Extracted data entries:
•••

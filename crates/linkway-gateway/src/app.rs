use axum::routing::get;
use axum::Router;
use tower_http::trace::TraceLayer;

use crate::handlers::{
    create_link_handler, dashboard_handler, get_link_handler, health_handler, list_links_handler,
    redirect_handler,
};
use crate::state::AppState;

/// First path segments served by the router itself.
const ROUTED_SEGMENTS: [&str; 3] = ["health", "dashboard", "v1"];

pub struct App {}

impl App {
    /// Aliases that would be shadowed by a static route, including the
    /// first segment of the configured fallback path.
    pub fn reserved_aliases(fallback_path: &str) -> Vec<String> {
        let mut reserved: Vec<String> = ROUTED_SEGMENTS.iter().map(|s| s.to_string()).collect();
        if let Some(segment) = fallback_path.trim_start_matches('/').split('/').next() {
            if !segment.is_empty() && !reserved.iter().any(|r| r == segment) {
                reserved.push(segment.to_string());
            }
        }
        reserved
    }

    pub fn router(state: AppState) -> Router {
        Router::new()
            .route("/health", get(health_handler))
            .route("/dashboard", get(dashboard_handler))
            .route(
                "/v1/links",
                get(list_links_handler).post(create_link_handler),
            )
            .route("/v1/links/{short_code}", get(get_link_handler))
            .route("/{short_code}", get(redirect_handler))
            .layer(TraceLayer::new_for_http())
            .with_state(state)
    }
}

•••

Out of the entries, pull every line that mentions "axum".

use axum::routing::get;
use axum::Router;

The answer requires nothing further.